China had 22 consecutive days (till yesterday) of one new case or less per day, before the lockdown was lifted.

 

3) No lockdown, rapid testing: South Korea Model

  • As countries across the world used their state machinery to impose partial or complete lockdowns, South Korea decided to follow a different route.
  • A week since the coronavirus started spreading in their neighbouring country, China, the government responded quickly and ordered all the factories to start producing testing kits en masse.
  • Within two weeks, South Korea was producing more than 1,00,000 testing kits per day.
  • Furthermore, the government used all its resources to and had carried out over 2,50,000 tests.
  • This allowed the government to gather data, monitor the spread and treat/isolate the infected individuals.
  • South Korea also used surveillance footage, drone images, credit card activities, etc. to trace the contacts of the infected individuals and put them into isolation.

Success:

By acting quickly, South Korea tackled the COVID-19 crisis effectively while keeping its economy up and running. When a third of the world’s population is living under a lockdown, the relative normality of Seoul feels surreal.

 


All these models have something in common. Guess what?
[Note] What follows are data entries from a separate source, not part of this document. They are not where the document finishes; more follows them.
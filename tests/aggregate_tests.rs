mod common;

use common::*;
use runforge::aggregate::{Aggregator, GroupKey, NodeDetail, NodeKey};
use runforge::deck::reconstruct_decks;
use runforge::model::{MutationOp, StationData, StationType};

fn observe(aggregator: &mut Aggregator, run: &runforge::model::Run) {
    let catalogs = catalogs_with_cards(&[]);
    let decks = reconstruct_decks(run.stations.len(), &run.cards_log, &catalogs);
    aggregator.observe_run(run, &decks);
}

// --- CO-OCCURRENCE ---

#[test]
fn co_occurrence_counts_are_symmetric() {
    let catalogs = catalogs_with_cards(&["A", "B", "C"]);
    let mut agg = Aggregator::new(&catalogs);

    let mut run = reimu_run(vec![
        station(StationType::Entry, 1, 0, 60),
        combat_station(StationType::Enemy, 1, 1, "Slime", 4, 50),
    ]);
    run.cards_log = vec![
        event(0, MutationOp::Add, "A"),
        event(0, MutationOp::Add, "B"),
        event(0, MutationOp::Add, "C"),
    ];
    observe(&mut agg, &run);

    let c = |a: &str, b: &str| {
        agg.co_global
            .get(&("Reimu".to_string(), a.to_string(), b.to_string()))
            .map(|co| co.count)
            .unwrap_or(0)
    };
    for (a, b) in [("A", "B"), ("A", "C"), ("B", "C")] {
        assert_eq!(c(a, b), 1, "{}->{}", a, b);
        assert_eq!(c(a, b), c(b, a), "asymmetric pair {} {}", a, b);
    }
    // No self-pairs.
    assert_eq!(c("A", "A"), 0);
}

#[test]
fn situational_co_occurrence_is_keyed_by_group() {
    let catalogs = catalogs_with_cards(&["A", "B"]);
    let mut agg = Aggregator::new(&catalogs);

    let mut run = reimu_run(vec![
        station(StationType::Entry, 1, 0, 60),
        combat_station(StationType::Enemy, 1, 1, "Slime", 4, 50),
        combat_station(StationType::Boss, 1, 9, "Lord", 8, 30),
    ]);
    run.cards_log = vec![
        event(0, MutationOp::Add, "A"),
        event(0, MutationOp::Add, "B"),
    ];
    observe(&mut agg, &run);

    let enemy_group = GroupKey {
        character: "Reimu".to_string(),
        act: 1,
        combat: StationType::Enemy,
    };
    let boss_group = GroupKey {
        character: "Reimu".to_string(),
        act: 1,
        combat: StationType::Boss,
    };
    let get = |g: &GroupKey| {
        agg.co_situational
            .get(&(g.clone(), "A".to_string(), "B".to_string()))
            .map(|co| co.count)
            .unwrap_or(0)
    };
    assert_eq!(get(&enemy_group), 1);
    assert_eq!(get(&boss_group), 1);

    assert_eq!(
        agg.fights_situational[&(enemy_group, "A".to_string())],
        1
    );
    assert_eq!(agg.fights_global[&("Reimu".to_string(), "A".to_string())], 2);
}

// --- WITH/WITHOUT CLASSIFICATION ---

#[test]
fn every_catalog_card_lands_in_exactly_one_bucket_per_fight() {
    let catalogs = catalogs_with_cards(&["Present", "Absent"]);
    let mut agg = Aggregator::new(&catalogs);

    let mut run = reimu_run(vec![
        station(StationType::Entry, 1, 0, 60),
        combat_station(StationType::Enemy, 1, 1, "Slime", 4, 48),
    ]);
    run.cards_log = vec![event(0, MutationOp::Add, "Present")];
    observe(&mut agg, &run);

    let group = &agg.outcomes[&GroupKey {
        character: "Reimu".to_string(),
        act: 1,
        combat: StationType::Enemy,
    }];

    let present = &group["Present"];
    assert_eq!(present.with_card.len(), 1);
    assert_eq!(present.without_card.len(), 0);
    assert_eq!(present.with_card.turns, vec![4.0]);
    // HP loss relative to the previous station: 60 - 48.
    assert_eq!(present.with_card.hp_loss, vec![12.0]);

    let absent = &group["Absent"];
    assert_eq!(absent.with_card.len(), 0);
    assert_eq!(absent.without_card.len(), 1);
}

#[test]
fn combat_without_act_is_not_classified() {
    let catalogs = catalogs_with_cards(&["A"]);
    let mut agg = Aggregator::new(&catalogs);

    let mut fight = combat_station(StationType::Enemy, 1, 1, "Slime", 4, 50);
    fight.node.act = None;
    let run = reimu_run(vec![station(StationType::Entry, 1, 0, 60), fight]);
    observe(&mut agg, &run);

    assert!(agg.outcomes.is_empty());
    assert!(agg.enemy_encounters.is_empty());
}

#[test]
fn first_station_fight_has_zero_hp_loss() {
    let catalogs = catalogs_with_cards(&["A"]);
    let mut agg = Aggregator::new(&catalogs);

    let run = reimu_run(vec![combat_station(StationType::Enemy, 1, 0, "Slime", 3, 60)]);
    observe(&mut agg, &run);

    let group = &agg.outcomes[&GroupKey {
        character: "Reimu".to_string(),
        act: 1,
        combat: StationType::Enemy,
    }];
    assert_eq!(group["A"].without_card.hp_loss, vec![0.0]);
}

// --- NODE SELECTION ---

#[test]
fn node_selection_counts_each_level_once_per_run() {
    let catalogs = catalogs_with_cards(&[]);
    let mut agg = Aggregator::new(&catalogs);

    // (act 1, level 3) visited twice in the same run.
    let run = reimu_run(vec![
        station(StationType::Gap, 1, 3, 60),
        station(StationType::Gap, 1, 3, 60),
        station(StationType::Shop, 1, 4, 60),
    ]);
    observe(&mut agg, &run);

    let key = NodeKey {
        character: "Reimu".to_string(),
        act: 1,
        level: 3,
    };
    assert_eq!(agg.node_selection[&key].total, 1);
    assert_eq!(agg.node_selection[&key].by_type[&StationType::Gap], 1);

    // A second run through the same level counts again.
    let run2 = reimu_run(vec![station(StationType::Gap, 1, 3, 60)]);
    observe(&mut agg, &run2);
    assert_eq!(agg.node_selection[&key].total, 2);
}

// --- NODE DETAILS ---

#[test]
fn shop_details_use_pre_station_money_and_mutation_flags() {
    let catalogs = catalogs_with_cards(&[]);
    let mut agg = Aggregator::new(&catalogs);

    let mut entry = station(StationType::Entry, 1, 0, 60);
    entry.status.money = 100;
    let mut shop = station(StationType::Shop, 1, 2, 60);
    shop.status.money = 40;

    let mut run = reimu_run(vec![entry, shop]);
    run.cards_log = vec![
        event(1, MutationOp::Remove, "Strike"),
        event(1, MutationOp::Add, "Bargain"),
    ];
    observe(&mut agg, &run);

    let key = runforge::aggregate::DetailKey {
        character: "Reimu".to_string(),
        act: 1,
        level: 2,
        station_type: StationType::Shop,
    };
    let NodeDetail::Shop {
        money,
        remove_card_runs,
        upgrade_card_runs,
    } = &agg.node_details[&key]
    else {
        panic!("expected shop detail");
    };
    // Money entering the shop is the previous station's value.
    assert_eq!(money, &vec![100.0]);
    assert_eq!(*remove_card_runs, 1);
    assert_eq!(*upgrade_card_runs, 0);
}

#[test]
fn gap_choices_are_counted() {
    let catalogs = catalogs_with_cards(&[]);
    let mut agg = Aggregator::new(&catalogs);

    let mut gap = station(StationType::Gap, 2, 5, 60);
    gap.data = StationData {
        rounds: None,
        choice: Some("Rest".to_string()),
    };
    observe(&mut agg, &reimu_run(vec![gap]));

    let key = runforge::aggregate::DetailKey {
        character: "Reimu".to_string(),
        act: 2,
        level: 5,
        station_type: StationType::Gap,
    };
    let NodeDetail::Gap { choices } = &agg.node_details[&key] else {
        panic!("expected gap detail");
    };
    assert_eq!(choices["Rest"], 1);
}

#[test]
fn enemy_encounters_fold_min_level_and_type() {
    let catalogs = catalogs_with_cards(&[]);
    let mut agg = Aggregator::new(&catalogs);

    let run = reimu_run(vec![
        combat_station(StationType::EliteEnemy, 2, 7, "Knight", 6, 60),
        combat_station(StationType::EliteEnemy, 2, 3, "Knight", 5, 50),
    ]);
    observe(&mut agg, &run);

    let rec = &agg.enemy_encounters[&runforge::aggregate::EnemyKey {
        character: "Reimu".to_string(),
        act: 2,
        enemy: "Knight".to_string(),
    }];
    assert_eq!(rec.samples.turns, vec![6.0, 5.0]);
    assert_eq!(rec.min_level, Some(3));
    assert_eq!(rec.station_type, StationType::EliteEnemy);
}

// --- EVENT ACTIONS ---

#[test]
fn event_actions_require_the_exact_station_index() {
    let catalogs = catalogs_with_cards(&[]);
    let mut agg = Aggregator::new(&catalogs);

    let mut run = reimu_run(vec![
        station(StationType::Entry, 1, 0, 60),
        station(StationType::Adventure, 1, 1, 60),
    ]);
    run.cards_log = vec![
        event(1, MutationOp::Add, "Prize"),
        event(5, MutationOp::Add, "Elsewhere"),
    ];
    observe(&mut agg, &run);

    let counted: Vec<_> = agg
        .event_actions
        .iter()
        .map(|((_, ekey, item), count)| (ekey.label(), item.clone(), *count))
        .collect();
    assert!(counted.contains(&("Add_Card".to_string(), "Prize".to_string(), 1)));
    assert!(!counted.iter().any(|(_, item, _)| item == "Elsewhere"));
}

#[test]
fn card_event_ids_are_normalized_but_exhibit_ids_are_not() {
    let catalogs = catalogs_with_cards(&[]);
    let mut agg = Aggregator::new(&catalogs);

    let mut run = reimu_run(vec![station(StationType::Supply, 1, 1, 60)]);
    run.cards_log = vec![event(0, MutationOp::Add, "ShinningPotion")];
    run.exhibits_log = vec![event(0, MutationOp::Add, "ShinningPotion")];
    observe(&mut agg, &run);

    let items: Vec<_> = agg
        .event_actions
        .keys()
        .map(|(_, ekey, item)| (ekey.label(), item.clone()))
        .collect();
    assert!(items.contains(&("Add_Card".to_string(), "ShiningPotion".to_string())));
    assert!(items.contains(&("Add_Exhibit".to_string(), "ShinningPotion".to_string())));
}

// --- TERMINAL ADOPTION ---

#[test]
fn terminal_adoption_counts_runs_copies_and_upgrades() {
    let catalogs = catalogs_with_cards(&[]);
    let mut agg = Aggregator::new(&catalogs);

    let mut run = reimu_run(vec![station(StationType::Entry, 1, 0, 60)]);
    run.outcome.cards = vec![
        owned_card("A", false),
        owned_card("A", true),
        owned_card("B", false),
    ];
    run.outcome.exhibits = vec!["Orb".to_string(), "Orb".to_string()];
    observe(&mut agg, &run);

    let a = &agg.card_adoption[&("Reimu".to_string(), "A".to_string())];
    assert_eq!(a.runs_with_card, 1);
    assert_eq!(a.total_copies, 2);
    assert_eq!(a.upgraded_copies, 1);

    let b = &agg.card_adoption[&("Reimu".to_string(), "B".to_string())];
    assert_eq!(b.runs_with_card, 1);
    assert_eq!(b.total_copies, 1);

    // Duplicate exhibit entries still count one run.
    let orb = &agg.exhibit_adoption[&("Reimu".to_string(), "Orb".to_string())];
    assert_eq!(orb.runs_with_exhibit, 1);

    assert_eq!(agg.total_runs["Reimu"], 1);
}

#[test]
fn terminal_deck_aliases_merge_into_one_card() {
    let catalogs = catalogs_with_cards(&[]);
    let mut agg = Aggregator::new(&catalogs);

    let mut run = reimu_run(vec![station(StationType::Entry, 1, 0, 60)]);
    run.outcome.cards = vec![
        owned_card("ShinningPotion", false),
        owned_card("ShiningPotion", false),
    ];
    observe(&mut agg, &run);

    let rec = &agg.card_adoption[&("Reimu".to_string(), "ShiningPotion".to_string())];
    assert_eq!(rec.runs_with_card, 1);
    assert_eq!(rec.total_copies, 2);
    assert!(!agg
        .card_adoption
        .contains_key(&("Reimu".to_string(), "ShinningPotion".to_string())));
}

#[test]
fn player_type_tag_separates_characters() {
    let catalogs = catalogs_with_cards(&[]);
    let mut agg = Aggregator::new(&catalogs);

    let mut run = reimu_run(vec![station(StationType::Entry, 1, 0, 60)]);
    run.player_type = "TypeB".to_string();
    observe(&mut agg, &run);

    assert_eq!(agg.total_runs["ReimuTypeB"], 1);
    assert!(!agg.total_runs.contains_key("Reimu"));
}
  • Capacity to contain a virus outbreak depends on the ability to identify cases and contacts in the community on clinical criteria while ensuring smart surveillance on travellers; isolate and identify the causative virus; treat severe cases while counselling mild cases.
  • Dealing with pandemics required a multi-pronged approach which all models did rather than solely focussing on discovering a vaccine.
  • The WHO’s mantra to tackle COVID i.e. “test, trace, isolate, treat” is the key.
  • All these models have followed this strategy either way in their letter and spirit, with exemplary efficiency.

How is India responding?

  • Health Infrastructure has been described as the basic support for the delivery of public health activities.
  • However, current health infrastructure in India paints a dismal picture of the healthcare delivery system in the country.
  • Public health experts believe that India is ill-equipped to handle such emergencies. It is not prepared to tackle health epidemics, particularly given its urban congestion.
  • The healthcare administration in crowded cities like Agra, Pathanamthitta and Bhilwara have busted this myth.
  • The willingness and effectiveness with which doctors and medical officials in India are working is a testament to the country’s rational and humane approach to the pandemic.

Way Forward

  • The aerial spread of the pandemic can be contained with an efficient response which combines effective public health, microbiological, clinical and communication responses.
  • In general, hospital services have quickly geared up to treat severe cases in urban areas but rural healthcare needs a step up.
  • Effective risk communication to the general public needs to be circulated to prevent panic and provide advice on precautionary measures.
  • Central and state health agencies must act in tandem and so are the public and private healthcare facilities.
  • The media too must help in increasing awareness without triggering panic through community counselling.